● DIRECTIONS
Below are some entries. Copy each line that holds the string "elapsed".

(RECORDS PROVIDED)

//! Failure classification.
//!
//! Raw failures are caught at the task boundary as `anyhow::Error` and
//! mapped here into the closed `ErrorKind` taxonomy before they are
//! stored in an outcome. Classification is total: every input produces
//! exactly one `ErrorDetail`.

use thiserror::Error;

use crate::domain::{ErrorDetail, ErrorKind};

/// Typed task failures raised by the crate's own task helpers.
///
/// Task bodies supplied by callers may fail with any `anyhow::Error`;
/// these variants exist so the classifier can recover the kind without
/// string-matching messages.
#[derive(Debug, Clone, Error)]
pub enum TaskError {
    #[error("transport failure for '{identifier}': {reason}")]
    Transport { identifier: String, reason: String },

    #[error("unexpected status {status} for '{identifier}'")]
    Status { identifier: String, status: u16 },

    #[error("failed to decode response body: {reason}")]
    Decode { reason: String },

    #[error("required field '{field}' missing or null")]
    MissingField { field: String },

    #[error("invalid input: {reason}")]
    InvalidInput { reason: String },
}

impl TaskError {
    /// The taxonomy kind this error classifies as
    pub fn kind(&self) -> ErrorKind {
        match self {
            TaskError::Transport { .. } | TaskError::Status { .. } => ErrorKind::Transport,
            TaskError::Decode { .. } => ErrorKind::Decode,
            TaskError::MissingField { .. } => ErrorKind::MissingField,
            TaskError::InvalidInput { .. } => ErrorKind::InvalidInput,
        }
    }
}

/// Map a raw task failure to a classified `ErrorDetail`.
///
/// Downcast chain: the crate's own `TaskError` first, then the transport
/// and decode library errors, and finally `Transport` as the
/// could-not-complete bucket for anything unrecognized.
pub fn classify(task_index: usize, task_name: &str, error: &anyhow::Error) -> ErrorDetail {
    let kind = if let Some(task_error) = error.downcast_ref::<TaskError>() {
        task_error.kind()
    } else if let Some(transport_error) = error.downcast_ref::<reqwest::Error>() {
        if transport_error.is_decode() {
            ErrorKind::Decode
        } else {
            ErrorKind::Transport
        }
    } else if error.downcast_ref::<serde_json::Error>().is_some() {
        ErrorKind::Decode
    } else {
        ErrorKind::Transport
    };

    ErrorDetail {
        kind,
        message: format!("{error:#}"),
        task_index,
        task_name: task_name.to_string(),
    }
}
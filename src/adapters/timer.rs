//! Timer-based task construction.
//!
//! `after` is the timer capability: run a computation once a delay has
//! elapsed. On top of it sits a simulated user directory lookup, which
//! resolves a record for a positive id and fails with an invalid-input
//! error otherwise. The id check runs after the delay, matching a
//! lookup service that validates on arrival.

use std::time::Duration;

use anyhow::Result;
use serde::{Deserialize, Serialize};

use crate::core::classify::TaskError;
use crate::domain::Task;

/// A user record produced by the simulated lookup
#[derive(Debug, Clone, PartialEq, Eq, Serialize, Deserialize)]
pub struct UserRecord {
    pub id: i64,
    pub name: String,
}

/// Build a task that produces a value once `delay` has elapsed
pub fn after<T, F>(name: impl Into<String>, delay: Duration, produce: F) -> Task<T>
where
    T: Send + 'static,
    F: FnOnce() -> Result<T> + Send + 'static,
{
    Task::new(name, move || async move {
        tokio::time::sleep(delay).await;
        produce()
    })
}

/// Resolve a user record for a positive id
pub fn lookup_user(user_id: i64) -> Result<UserRecord> {
    if user_id <= 0 {
        return Err(TaskError::InvalidInput {
            reason: format!("user id must be positive, got {}", user_id),
        }
        .into());
    }

    Ok(UserRecord {
        id: user_id,
        name: format!("user-{}", user_id),
    })
}

/// Build a delayed user-lookup task
pub fn user_lookup_task(name: impl Into<String>, user_id: i64, delay: Duration) -> Task<UserRecord> {
    after(name, delay, move || lookup_user(user_id))
}
//! fanout - Policy-driven async task orchestrator
//!
//! Runs one or more deferred asynchronous tasks under an explicit
//! concurrency policy and folds every settlement into a single,
//! classified outcome.
//!
//! # Architecture
//!
//! The system is built around three pieces:
//! - A Task is a pure description of one unit of async work
//! - The Orchestrator drives a batch of Tasks per policy (sequential
//!   or concurrent, fail-fast or collect-all)
//! - The classifier maps every raw failure into a closed taxonomy
//!   before it reaches the caller
//!
//! Failures are data: callers observe them only through `Outcome`
//! variants, never through a propagated error or an unhandled panic.
//!
//! # Modules
//!
//! - `adapters`: External capabilities (HTTP transport, timers)
//! - `core`: Orchestration logic (Orchestrator, classifier, Batch)
//! - `domain`: Data structures (Task, Outcome, ErrorDetail)
//! - `cli`: Command-line interface
//!
//! # Usage
//!
//! ```bash
//! # Run a batch file
//! fanout run batch.yaml
//!
//! # Fetch three resources concurrently, keeping every result
//! fanout fetch users/1 users/2 users/3 --concurrent --collect-all
//!
//! # Simulated lookups: ~1s sequential per task, ~1s total concurrent
//! fanout lookup 1 2 3 --concurrent
//! ```

pub mod adapters;
pub mod cli;
pub mod config;
pub mod core;
pub mod domain;

// Re-export main types at crate root for convenience
pub use crate::adapters::{HttpTransport, Transport, TransportResponse};
pub use crate::core::{Batch, ExecuteOptions, Orchestrator, PartialFailureMode, Policy, TaskError};
pub use crate::domain::{ErrorDetail, ErrorKind, Outcome, Settled, Task, TaskFuture};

(End RECORDS PROVIDED)

● RESULT OF THIS EXERCISE
//! elapsed. On top of it sits a simulated user directory lookup, which
/// Build a task that produces a value once `delay` has elapsed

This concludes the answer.